One example of a non-volatile memory is magnetoresistive random access memory (MRAM), which uses magnetization to represent stored data, in contrast to other memory technologies that use electronic charges to store data. Generally, MRAM includes a large number of magnetic memory cells formed on a semiconductor substrate, where each memory cell represents one data bit. A bit of data is written to a memory cell by changing the direction of magnetization of a magnetic element within the memory cell, and a bit is read by measuring the resistance of the memory cell (e.g., low resistance typically represents a “0” bit and high resistance typically represents a “1” bit).
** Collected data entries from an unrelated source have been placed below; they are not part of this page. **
//! 服务器状态
//!
//! ServerState 持有所有共享组件的单例引用，使用 Arc 实现浅拷贝。
//!
//! | 字段 | 说明 |
//! |------|------|
//! | config | 配置项 (不可变) |
//! | stores | 租户分区的存储集合 |
//! | engine | 订单生命周期引擎 |
//! | board | 看板投影 |
//! | resolver | 骑手分配 |

use std::sync::Arc;

use crate::core::{Config, DbBackend, Result};
use crate::db::Stores;
use crate::orders::{AssignmentResolver, BoardProjector, LifecycleEngine};

/// Shared application state, cloned into every handler
#[derive(Clone)]
pub struct ServerState {
    pub config: Arc<Config>,
    pub stores: Stores,
    pub engine: LifecycleEngine,
    pub board: BoardProjector,
    pub resolver: AssignmentResolver,
}

impl ServerState {
    /// Open the configured backend and wire up the core components
    pub async fn initialize(config: &Config) -> Result<Self> {
        let stores = match config.db_backend {
            DbBackend::RocksDb => {
                let db_path = config.data_dir.join("db");
                Stores::open(&db_path, config.store_timeout()).await?
            }
            DbBackend::Memory => {
                tracing::warn!("Using in-memory storage, data will not survive a restart");
                Stores::in_memory()
            }
        };

        let engine = LifecycleEngine::new(&stores);
        let board = BoardProjector::new(&stores);
        let resolver = AssignmentResolver::new(&stores, engine.clone());

        Ok(Self {
            config: Arc::new(config.clone()),
            stores,
            engine,
            board,
            resolver,
        })
    }

    /// In-memory state for tests
    pub fn for_tests() -> Self {
        let config = Config::with_overrides(std::env::temp_dir(), 0);
        let stores = Stores::in_memory();
        let engine = LifecycleEngine::new(&stores);
        let board = BoardProjector::new(&stores);
        let resolver = AssignmentResolver::new(&stores, engine.clone());
        Self {
            config: Arc::new(config),
            stores,
            engine,
            board,
            resolver,
        }
    }
}
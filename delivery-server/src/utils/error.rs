//! 统一错误处理
//!
//! 提供应用级错误类型和响应结构：
//! - [`AppError`] - 应用错误枚举
//! - [`AppResponse`] - API 响应结构
//!
//! # 错误码规范
//!
//! | 前缀 | 分类 | 示例 |
//! |------|------|------|
//! | E0xxx | 业务逻辑错误 | E0003 资源不存在 |
//! | E3xxx | 认证错误 | E3001 缺少租户身份 |
//! | E9xxx | 系统错误 | E9002 数据库错误 |
//!
//! # 使用示例
//!
//! ```ignore
//! // 返回错误
//! Err(AppError::not_found("Order not found"))
//!
//! // 返回成功响应
//! Ok(Json(AppResponse::success(data)))
//! ```

use axum::{
    Json,
    http::StatusCode,
    response::{IntoResponse, Response},
};
use serde::Serialize;
use tracing::error;

/// API 统一响应结构
///
/// ```json
/// {
///   "code": "E0000",
///   "message": "Success",
///   "data": { ... }
/// }
/// ```
#[derive(Debug, Serialize)]
pub struct AppResponse<T> {
    /// 错误码 (E0000 表示成功)
    pub code: String,
    /// 消息
    pub message: String,
    /// 响应数据
    #[serde(skip_serializing_if = "Option::is_none")]
    pub data: Option<T>,
}

impl<T> AppResponse<T> {
    /// 创建成功响应
    pub fn success(data: T) -> Self {
        Self {
            code: "E0000".to_string(),
            message: "Success".to_string(),
            data: Some(data),
        }
    }
}

/// 应用错误枚举
///
/// # 错误分类
///
/// | 分类 | 说明 |
/// |------|------|
/// | 认证错误 | 缺少/非法租户身份 |
/// | 业务逻辑错误 | 资源不存在、验证失败、状态机规则冲突 |
/// | 系统错误 | 存储错误、存储超时、内部错误 |
#[derive(Debug, thiserror::Error)]
pub enum AppError {
    // ========== 认证错误 (4xx) ==========
    #[error("Authentication required")]
    /// 缺少租户身份 (401)
    Unauthorized,

    #[error("Permission denied: {0}")]
    /// 无权限 (403)
    Forbidden(String),

    // ========== 业务逻辑错误 (4xx) ==========
    #[error("Resource not found: {0}")]
    /// 资源不存在 (404)
    NotFound(String),

    #[error("Conflict: {0}")]
    /// 并发冲突 (409)
    Conflict(String),

    #[error("Validation failed: {0}")]
    /// 验证失败 (400)
    Validation(String),

    #[error("Business rule violation: {0}")]
    /// 业务规则违反 (422)
    BusinessRule(String),

    // ========== 系统错误 (5xx) ==========
    #[error("Database error: {0}")]
    /// 数据库错误 (500)
    Database(String),

    #[error("Store unavailable: {0}")]
    /// 存储不可用/超时 (503)
    Unavailable(String),

    #[error("Internal server error: {0}")]
    /// 内部错误 (500)
    Internal(String),

    #[error("Invalid request: {0}")]
    /// 无效请求 (400)
    Invalid(String),
}

impl IntoResponse for AppError {
    fn into_response(self) -> Response {
        let (status, code, message) = match &self {
            // Authentication errors (401)
            AppError::Unauthorized => (
                StatusCode::UNAUTHORIZED,
                "E3001",
                "Missing tenant identity".to_string(),
            ),

            // Authorization errors (403)
            AppError::Forbidden(msg) => (StatusCode::FORBIDDEN, "E2001", msg.clone()),

            // Not found (404)
            AppError::NotFound(msg) => (StatusCode::NOT_FOUND, "E0003", msg.clone()),

            // Conflict (409)
            AppError::Conflict(msg) => (StatusCode::CONFLICT, "E0004", msg.clone()),

            // Validation (400)
            AppError::Validation(msg) => (StatusCode::BAD_REQUEST, "E0002", msg.clone()),

            // Business rule (422)
            AppError::BusinessRule(msg) => {
                (StatusCode::UNPROCESSABLE_ENTITY, "E0005", msg.clone())
            }

            // Database errors (500)
            AppError::Database(msg) => {
                error!(target: "database", error = %msg, "Database error occurred");
                (
                    StatusCode::INTERNAL_SERVER_ERROR,
                    "E9002",
                    "Database error".to_string(),
                )
            }

            // Store unavailable (503)
            AppError::Unavailable(msg) => {
                error!(target: "database", error = %msg, "Store unavailable");
                (
                    StatusCode::SERVICE_UNAVAILABLE,
                    "E9003",
                    "Store unavailable, please retry".to_string(),
                )
            }

            // Internal errors (500)
            AppError::Internal(msg) => {
                error!(target: "internal", error = %msg, "Internal error occurred");
                (
                    StatusCode::INTERNAL_SERVER_ERROR,
                    "E9001",
                    "Internal server error".to_string(),
                )
            }

            // Invalid request (400)
            AppError::Invalid(msg) => (StatusCode::BAD_REQUEST, "E0006", msg.clone()),
        };

        let body = Json(AppResponse::<()> {
            code: code.to_string(),
            message,
            data: None,
        });

        (status, body).into_response()
    }
}

// ========== Helper Constructors ==========

impl AppError {
    pub fn not_found(msg: impl Into<String>) -> Self {
        Self::NotFound(msg.into())
    }

    pub fn validation(msg: impl Into<String>) -> Self {
        Self::Validation(msg.into())
    }

    pub fn database(msg: impl Into<String>) -> Self {
        Self::Database(msg.into())
    }

    pub fn internal(msg: impl Into<String>) -> Self {
        Self::Internal(msg.into())
    }
}

impl From<validator::ValidationErrors> for AppError {
    fn from(e: validator::ValidationErrors) -> Self {
        AppError::Validation(e.to_string())
    }
}

// ========== Helper functions ==========

/// Create a successful response
pub fn ok<T: Serialize>(data: T) -> Json<AppResponse<T>> {
    Json(AppResponse::success(data))
}

/// Create a successful response with custom message
pub fn ok_with_message<T: Serialize>(data: T, message: impl Into<String>) -> Json<AppResponse<T>> {
    Json(AppResponse {
        code: "E0000".to_string(),
        message: message.into(),
        data: Some(data),
    })
}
FIG. 1A is a schematic perspective view of an example prior art MRAM memory cell 100 that makes use of spin orbit torque (SOT) for switching. In general, Spin Hall Effect (SHE) may be used to generate spin current flowing in a direction transverse to the direction of an applied electrical current. Memory cell 100 includes three terminals A, B and C; magnetic tunnel junction (MTJ) 101; and SHE layer 120. MTJ 101 comprises pinned layer (PL) 102, inter-layer coupling (ILC) layer 104, reference layer (RL) 106, tunnel barrier (TB) 108 and free layer (FL) 110. For an in-plane SOT memory cell, free layer (FL) 110 has a direction of magnetization that can be switched between INTO the page and OUT of the page. Reference layer (RL) 106 has a direction of magnetization that is INTO the page. Pinned layer (PL) 102 has a direction of magnetization that is OUT of the page. The ILC layer 104 promotes a strong antiferromagnetic (i.e., anti-parallel) coupling between PL (102) and RL (106), such that their net magnetic moment mostly cancels, thus greatly reducing unwanted stray field influence on the free layer.
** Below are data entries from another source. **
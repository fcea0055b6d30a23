//! Order Model
//!
//! 订单主体 + 追加式状态历史。时间戳字段一旦写入不再修改，
//! 状态机规则见 `orders::status`。

use chrono::{DateTime, Utc};
use serde::{Deserialize, Serialize};

/// Order status enum — canonical lifecycle list
///
/// `delivered` / `cancelled` are terminal. The dashboard board collapses
/// several of these into three display columns; that grouping lives in
/// `orders::board` and does not change this list.
#[derive(Debug, Clone, Copy, Serialize, Deserialize, PartialEq, Eq, Hash)]
#[serde(rename_all = "snake_case")]
pub enum OrderStatus {
    Pending,
    Confirmed,
    Preparing,
    Ready,
    Assigned,
    PickedUp,
    OutForDelivery,
    Delivered,
    Cancelled,
}

impl std::fmt::Display for OrderStatus {
    fn fmt(&self, f: &mut std::fmt::Formatter<'_>) -> std::fmt::Result {
        let s = match self {
            OrderStatus::Pending => "pending",
            OrderStatus::Confirmed => "confirmed",
            OrderStatus::Preparing => "preparing",
            OrderStatus::Ready => "ready",
            OrderStatus::Assigned => "assigned",
            OrderStatus::PickedUp => "picked_up",
            OrderStatus::OutForDelivery => "out_for_delivery",
            OrderStatus::Delivered => "delivered",
            OrderStatus::Cancelled => "cancelled",
        };
        f.write_str(s)
    }
}

/// Order priority — advisory for dashboard ordering only,
/// has no effect on transition rules
#[derive(Debug, Clone, Copy, Serialize, Deserialize, PartialEq, Eq, Default)]
#[serde(rename_all = "snake_case")]
pub enum OrderPriority {
    Low,
    #[default]
    Normal,
    High,
    Urgent,
}

/// Ordered line item — immutable after creation
#[derive(Debug, Clone, Serialize, Deserialize, PartialEq)]
pub struct OrderItem {
    pub name: String,
    pub quantity: i32,
    pub unit_price: f64,
    /// Line total (unit_price * quantity, rounded to 2 places)
    pub line_total: f64,
}

/// Order entity — belongs to exactly one restaurant (tenant)
#[derive(Debug, Clone, Serialize, Deserialize)]
pub struct Order {
    pub id: String,
    pub restaurant_id: String,
    /// Human-readable, tenant-unique number generated at creation
    pub order_number: String,

    // Customer fields (immutable after creation)
    pub customer_name: String,
    pub customer_phone: String,
    pub customer_email: Option<String>,
    pub delivery_address: String,
    pub delivery_notes: Option<String>,

    // Commercial fields — invariant: total_amount == subtotal + delivery_fee
    pub items: Vec<OrderItem>,
    pub subtotal: f64,
    pub delivery_fee: f64,
    pub total_amount: f64,

    // Lifecycle fields
    pub status: OrderStatus,
    pub priority: OrderPriority,
    pub driver_id: Option<String>,

    // Timestamps — each nullable until its transition occurs, then immutable
    pub created_at: DateTime<Utc>,
    pub confirmed_at: Option<DateTime<Utc>>,
    pub ready_at: Option<DateTime<Utc>>,
    pub assigned_at: Option<DateTime<Utc>>,
    pub picked_up_at: Option<DateTime<Utc>>,
    pub delivered_at: Option<DateTime<Utc>>,

    // Estimates computed at creation
    pub estimated_ready_at: DateTime<Utc>,
    pub estimated_delivery_at: DateTime<Utc>,
}

/// Append-only status history record
///
/// One entry per successful transition. Never updated or deleted; the
/// order's own timestamp fields stay authoritative, history is audit.
#[derive(Debug, Clone, Serialize, Deserialize)]
pub struct OrderHistoryEntry {
    pub id: String,
    pub order_id: String,
    /// The status being entered
    pub status: OrderStatus,
    pub notes: String,
    pub created_at: DateTime<Utc>,
}

/// Transition patch applied through the store's conditional update
///
/// Only `Some` fields are written. The store applies the patch iff the
/// order's current status still equals the expected status passed
/// alongside it.
#[derive(Debug, Clone, Default, Serialize)]
pub struct OrderUpdate {
    pub status: Option<OrderStatus>,
    pub driver_id: Option<String>,
    pub confirmed_at: Option<DateTime<Utc>>,
    pub ready_at: Option<DateTime<Utc>>,
    pub assigned_at: Option<DateTime<Utc>>,
    pub picked_up_at: Option<DateTime<Utc>>,
    pub delivered_at: Option<DateTime<Utc>>,
}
To write data to memory cell 100, a write current 122 is applied between terminal B and terminal C. Reading is achieved by passing current between terminal A and terminal B in order to sense the resistance of memory cell 100. If the direction of magnetization of free layer (FL) 110 is parallel to the direction of magnetization of the RL (106), for example INTO the page, then memory cell 100 has a lower resistance. If the direction of magnetization of free layer (FL) 110 is antiparallel to the direction of magnetization of the RL (106), for example OUT the page, then memory cell 100 has a higher resistance.
FIG. 1B is a top view of memory cell 100, with bidirectional arrow 130 indicating the switchable direction of magnetization of free layer 110. As depicted, the shape of MTJ 101 is elliptical in order to maintain thermal stability. Namely, the elliptical shape of the FL introduces magnetic shape anisotropy which provides energy barrier against thermally activated magnetization reversal of the FL thus making FL magnetization thermally stable. The shape of SHE layer 120 is rectangular.
The primary advantage of the SOT-switching design that exploits the SHE is that the write current 122 passes solely through the SHE layer 120, and does not flow through the tunnel barrier 108. This avoids long term degradation of the tunnel barrier by the switching current. However, as the size of memory cell 100 is scaled down, the memory cell 100 loses its ability to retain data. This is because the magnetic shape anisotropy energy is directly proportional to the volume of the FL and as this volume is reduced the energy barrier against thermally activated magnetization reversal decreases, eventually to the point that thermally stable magnetization of the FL cannot be maintained.